Quando o sujeito ingressa em algum programa de pós graduação SEM um projeto em vista (my case) ele entra (entrei) em um desespero indizível relativo ao assunto da dissertação. Catando ideias possíveis que não beirassem a incompetência ou a impossibilidade de realização, elegi o Galera “meu autor”. Enfim, eu tenho ressalvas quanto aos contos dele, por exemplo. Prefiro acreditar que meu olhar de leitora crítica está muito aguçado ou míope mesmo e não enxergo nada do que ele quer dizer. Dos romances, li dois (dos três publicados): Até o dia em que o cão morreu e Mãos de Cavalo. O segundo é especialmente melhor do que o primeiro citado pois inova em questões literárias (parte que eu curto mesmo). Contar história é “fácil”, difícil é se destacar na literatura contemporânea sem ser babaca. Mas isso é outro assunto. Os personagens são bem irritantes, provocativos sim, mas eu não tomaria uma cerveja com nenhum dos dois.
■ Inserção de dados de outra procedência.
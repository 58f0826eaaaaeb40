#[tokio::main]
async fn main() -> anyhow::Result<()> {
    ult_tracker::run().await
}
Bom, como mencionei, ele escreveu três romances. O terceiro e mais recente, Cordilheira, foi lançado em 2008 pela Companhia das Letras (chiquésimo). Eleito o melhor romance de 2008 pela Fundação Biblioteca Nacional e tendo um bom histórico no meu conceito de leitora, Cordilheira tinha tudo para me levar facilmente para dentro de seu universo. Não fosse…

Romance por encomenda. Série “Amores expressos” proposta pela editora, que levaria (porque acabou não levando todos!) 16 autores a lugares diversos e lá as criaturas deveriam escrever as histórias. Primeiro: o cara quando é bom escreve em qualquer lugar. E romance por encomenda não me agrada…

MAS!

Hoje estou disposta a começar a ler esse romance. Talvez baixando as expectativas (tentei ler há alguns meses e não curti muito essa coisa de a-jornalista-que-quer-ter-filhos-e-tal-tal-tal mas vou dar uma chance, vou!) eu consiga embarcar e gostar dessa aventura.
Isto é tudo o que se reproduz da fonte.